• _Exercise input_:
//! A colored quad drawn without the shader wrapper: pipeline, buffers, uniforms and
//! depth target are all set up by hand.

use bytemuck::{Pod, Zeroable};
use glam::{Mat4, Vec3};
use glint_engine::core::{App, AppControl, FrameCtx};
use glint_engine::device::GpuInit;
use glint_engine::input::Key;
use glint_engine::logging::{init_logging, LoggingConfig};
use glint_engine::render::{RenderCtx, RenderTarget};
use glint_engine::window::{LogicalSize, Runtime, RuntimeConfig};
use wgpu::util::DeviceExt;

const SHADER: &str = r#"
struct Uniforms {
    projection: mat4x4<f32>,
    model_view: mat4x4<f32>,
}

@group(0) @binding(0) var<uniform> u: Uniforms;

struct VertexOutput {
    @builtin(position) clip_position: vec4<f32>,
    @location(0) color: vec4<f32>,
}

@vertex
fn vs_main(@location(0) position: vec2<f32>, @location(1) color: vec4<f32>) -> VertexOutput {
    var out: VertexOutput;
    out.clip_position = u.projection * u.model_view * vec4<f32>(position, 0.0, 1.0);
    out.color = color;
    return out;
}

@fragment
fn fs_main(in: VertexOutput) -> @location(0) vec4<f32> {
    return in.color;
}
"#;

const POSITIONS: [[f32; 2]; 4] = [[-1.0, 1.0], [1.0, 1.0], [-1.0, -1.0], [1.0, -1.0]];

const COLORS: [[f32; 4]; 4] = [
    [1.0, 1.0, 1.0, 1.0],
    [1.0, 0.0, 0.0, 1.0],
    [0.0, 1.0, 0.0, 1.0],
    [0.0, 0.0, 1.0, 1.0],
];

const DEPTH_FORMAT: wgpu::TextureFormat = wgpu::TextureFormat::Depth32Float;

#[repr(C)]
#[derive(Copy, Clone, Pod, Zeroable)]
struct Uniforms {
    projection: [f32; 16],
    model_view: [f32; 16],
}

impl Uniforms {
    fn new(width: u32, height: u32) -> Self {
        let aspect = width.max(1) as f32 / height.max(1) as f32;
        let projection = Mat4::perspective_rh(std::f32::consts::FRAC_PI_4, aspect, 0.1, 100.0);
        let model_view = Mat4::from_translation(Vec3::new(0.0, 0.0, -6.0));
        Self {
            projection: projection.to_cols_array(),
            model_view: model_view.to_cols_array(),
        }
    }
}

#[derive(Default)]
struct QuadRenderer {
    pipeline_format: Option<wgpu::TextureFormat>,
    pipeline: Option<wgpu::RenderPipeline>,
    bind_group: Option<wgpu::BindGroup>,
    ubo: Option<wgpu::Buffer>,

    position_vbo: Option<wgpu::Buffer>,
    color_vbo: Option<wgpu::Buffer>,

    depth: Option<(wgpu::TextureView, (u32, u32))>,
}

impl QuadRenderer {
    fn render(&mut self, ctx: &RenderCtx<'_>, target: &mut RenderTarget<'_>) {
        self.ensure_pipeline(ctx);
        self.ensure_buffers(ctx);
        self.ensure_depth(ctx);

        if let Some(ubo) = self.ubo.as_ref() {
            let uniforms = Uniforms::new(ctx.size.width, ctx.size.height);
            ctx.queue.write_buffer(ubo, 0, bytemuck::bytes_of(&uniforms));
        }

        let (Some(pipeline), Some(bind_group), Some(positions), Some(colors), Some((depth, _))) = (
            self.pipeline.as_ref(),
            self.bind_group.as_ref(),
            self.position_vbo.as_ref(),
            self.color_vbo.as_ref(),
            self.depth.as_ref(),
        ) else {
            return;
        };

        let mut rpass = target.encoder.begin_render_pass(&wgpu::RenderPassDescriptor {
            label: Some("hello-quad pass"),
            color_attachments: &[Some(wgpu::RenderPassColorAttachment {
                view: target.color_view,
                resolve_target: None,
                // Cleared to opaque black by the frame.
                ops: wgpu::Operations {
                    load: wgpu::LoadOp::Load,
                    store: wgpu::StoreOp::Store,
                },
                depth_slice: None,
            })],
            depth_stencil_attachment: Some(wgpu::RenderPassDepthStencilAttachment {
                view: depth,
                depth_ops: Some(wgpu::Operations {
                    load: wgpu::LoadOp::Clear(1.0),
                    store: wgpu::StoreOp::Store,
                }),
                stencil_ops: None,
            }),
            timestamp_writes: None,
            occlusion_query_set: None,
            multiview_mask: None,
        });

        rpass.set_pipeline(pipeline);
        rpass.set_bind_group(0, bind_group, &[]);
        rpass.set_vertex_buffer(0, positions.slice(..));
        rpass.set_vertex_buffer(1, colors.slice(..));
        rpass.draw(0..POSITIONS.len() as u32, 0..1);
    }

    fn ensure_pipeline(&mut self, ctx: &RenderCtx<'_>) {
        if self.pipeline.is_some() && self.pipeline_format == Some(ctx.surface_format) {
            return;
        }

        let shader = ctx.device.create_shader_module(wgpu::ShaderModuleDescriptor {
            label: Some("hello-quad shader"),
            source: wgpu::ShaderSource::Wgsl(SHADER.into()),
        });

        let bgl = ctx.device.create_bind_group_layout(&wgpu::BindGroupLayoutDescriptor {
            label: Some("hello-quad bgl"),
            entries: &[wgpu::BindGroupLayoutEntry {
                binding: 0,
                visibility: wgpu::ShaderStages::VERTEX,
                ty: wgpu::BindingType::Buffer {
                    ty: wgpu::BufferBindingType::Uniform,
                    has_dynamic_offset: false,
                    min_binding_size: None,
                },
                count: None,
            }],
        });

        let pipeline_layout = ctx.device.create_pipeline_layout(&wgpu::PipelineLayoutDescriptor {
            label: Some("hello-quad pipeline layout"),
            bind_group_layouts: &[&bgl],
            immediate_size: 0,
        });

        let position_attr = [wgpu::VertexAttribute {
            format: wgpu::VertexFormat::Float32x2,
            offset: 0,
            shader_location: 0,
        }];
        let color_attr = [wgpu::VertexAttribute {
            format: wgpu::VertexFormat::Float32x4,
            offset: 0,
            shader_location: 1,
        }];
        let vertex_buffers = [
            wgpu::VertexBufferLayout {
                array_stride: std::mem::size_of::<[f32; 2]>() as u64,
                step_mode: wgpu::VertexStepMode::Vertex,
                attributes: &position_attr,
            },
            wgpu::VertexBufferLayout {
                array_stride: std::mem::size_of::<[f32; 4]>() as u64,
                step_mode: wgpu::VertexStepMode::Vertex,
                attributes: &color_attr,
            },
        ];

        let pipeline = ctx.device.create_render_pipeline(&wgpu::RenderPipelineDescriptor {
            label: Some("hello-quad pipeline"),
            layout: Some(&pipeline_layout),
            vertex: wgpu::VertexState {
                module: &shader,
                entry_point: Some("vs_main"),
                compilation_options: Default::default(),
                buffers: &vertex_buffers,
            },
            fragment: Some(wgpu::FragmentState {
                module: &shader,
                entry_point: Some("fs_main"),
                compilation_options: Default::default(),
                targets: &[Some(wgpu::ColorTargetState {
                    format: ctx.surface_format,
                    blend: None,
                    write_mask: wgpu::ColorWrites::ALL,
                })],
            }),
            primitive: wgpu::PrimitiveState {
                topology: wgpu::PrimitiveTopology::TriangleStrip,
                ..Default::default()
            },
            depth_stencil: Some(wgpu::DepthStencilState {
                format: DEPTH_FORMAT,
                depth_write_enabled: true,
                depth_compare: wgpu::CompareFunction::LessEqual,
                stencil: wgpu::StencilState::default(),
                bias: wgpu::DepthBiasState::default(),
            }),
            multisample: wgpu::MultisampleState::default(),
            multiview_mask: None,
            cache: None,
        });

        let ubo = ctx.device.create_buffer(&wgpu::BufferDescriptor {
            label: Some("hello-quad ubo"),
            size: std::mem::size_of::<Uniforms>() as u64,
            usage: wgpu::BufferUsages::UNIFORM | wgpu::BufferUsages::COPY_DST,
            mapped_at_creation: false,
        });

        let bind_group = ctx.device.create_bind_group(&wgpu::BindGroupDescriptor {
            label: Some("hello-quad bind group"),
            layout: &bgl,
            entries: &[wgpu::BindGroupEntry {
                binding: 0,
                resource: ubo.as_entire_binding(),
            }],
        });

        log::info!("hello-quad pipeline created for {:?}", ctx.surface_format);

        self.pipeline_format = Some(ctx.surface_format);
        self.pipeline = Some(pipeline);
        self.ubo = Some(ubo);
        self.bind_group = Some(bind_group);
    }

    fn ensure_buffers(&mut self, ctx: &RenderCtx<'_>) {
        if self.position_vbo.is_some() && self.color_vbo.is_some() {
            return;
        }

        self.position_vbo = Some(ctx.device.create_buffer_init(&wgpu::util::BufferInitDescriptor {
            label: Some("hello-quad position vbo"),
            contents: bytemuck::cast_slice(&POSITIONS),
            usage: wgpu::BufferUsages::VERTEX,
        }));
        self.color_vbo = Some(ctx.device.create_buffer_init(&wgpu::util::BufferInitDescriptor {
            label: Some("hello-quad color vbo"),
            contents: bytemuck::cast_slice(&COLORS),
            usage: wgpu::BufferUsages::VERTEX,
        }));
    }

    fn ensure_depth(&mut self, ctx: &RenderCtx<'_>) {
        let size = (ctx.size.width.max(1), ctx.size.height.max(1));
        if matches!(&self.depth, Some((_, s)) if *s == size) {
            return;
        }

        let texture = ctx.device.create_texture(&wgpu::TextureDescriptor {
            label: Some("hello-quad depth"),
            size: wgpu::Extent3d {
                width: size.0,
                height: size.1,
                depth_or_array_layers: 1,
            },
            mip_level_count: 1,
            sample_count: 1,
            dimension: wgpu::TextureDimension::D2,
            format: DEPTH_FORMAT,
            usage: wgpu::TextureUsages::RENDER_ATTACHMENT,
            view_formats: &[],
        });
        self.depth = Some((texture.create_view(&wgpu::TextureViewDescriptor::default()), size));
    }
}

/// Window title with the frame rate, refreshed every 60 frames.
fn fps_title(frame_index: u64, dt_secs: f32) -> Option<String> {
    if frame_index % 60 != 0 || dt_secs <= 0.0 {
        return None;
    }
    Some(format!("hello quad ({:.0} fps)", 1.0 / dt_secs))
}

struct HelloQuad {
    renderer: QuadRenderer,
}

impl App for HelloQuad {
    fn on_frame(&mut self, ctx: &mut FrameCtx<'_, '_>) -> anyhow::Result<AppControl> {
        if ctx.input_frame.key_pressed(Key::Escape) {
            return Ok(AppControl::Exit);
        }

        if let Some(title) = fps_title(ctx.time.frame_index, ctx.time.dt_secs()) {
            ctx.runtime.set_title(title);
        }

        let renderer = &mut self.renderer;
        Ok(ctx.render(Some(wgpu::Color::BLACK), |rctx, target| {
            renderer.render(rctx, target)
        }))
    }
}

fn main() -> anyhow::Result<()> {
    init_logging(LoggingConfig::default());

    let config = RuntimeConfig {
        title: "hello quad".to_string(),
        initial_size: LogicalSize::new(720.0, 540.0),
        resizable: true,
    };

    let app = HelloQuad {
        renderer: QuadRenderer::default(),
    };

    Runtime::run(config, GpuInit::default(), app).inspect_err(|err| log::error!("{err:#}"))
}

#[cfg(test)]
mod tests {
    use super::*;
    use glam::Vec4;

    #[test]
    fn quad_sits_in_front_of_the_camera() {
        let u = Uniforms::new(720, 540);
        let mvp = Mat4::from_cols_array(&u.projection) * Mat4::from_cols_array(&u.model_view);

        for [x, y] in POSITIONS {
            let clip = mvp * Vec4::new(x, y, 0.0, 1.0);
            let ndc = clip / clip.w;
            assert!(clip.w > 0.0);
            assert!(ndc.x.abs() < 1.0 && ndc.y.abs() < 1.0);
            assert!((0.0..=1.0).contains(&ndc.z));
        }
    }

    #[test]
    fn zero_sized_surface_does_not_divide_by_zero() {
        let u = Uniforms::new(0, 0);
        assert!(u.projection.iter().all(|v| v.is_finite()));
    }

    #[test]
    fn title_refreshes_every_sixty_frames() {
        assert_eq!(fps_title(0, 0.02).as_deref(), Some("hello quad (50 fps)"));
        assert_eq!(fps_title(1, 0.02), None);
        assert_eq!(fps_title(59, 0.02), None);
        assert!(fps_title(120, 1.0 / 144.0).is_some());
    }

    #[test]
    fn uniform_block_is_two_mat4() {
        assert_eq!(std::mem::size_of::<Uniforms>(), 128);
    }
}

• _Directions for this task_: Look through the listing above. Pick out each line with "Result" and copy it.

• _Response area_:
    fn on_frame(&mut self, ctx: &mut FrameCtx<'_, '_>) -> anyhow::Result<AppControl> {
fn main() -> anyhow::Result<()> {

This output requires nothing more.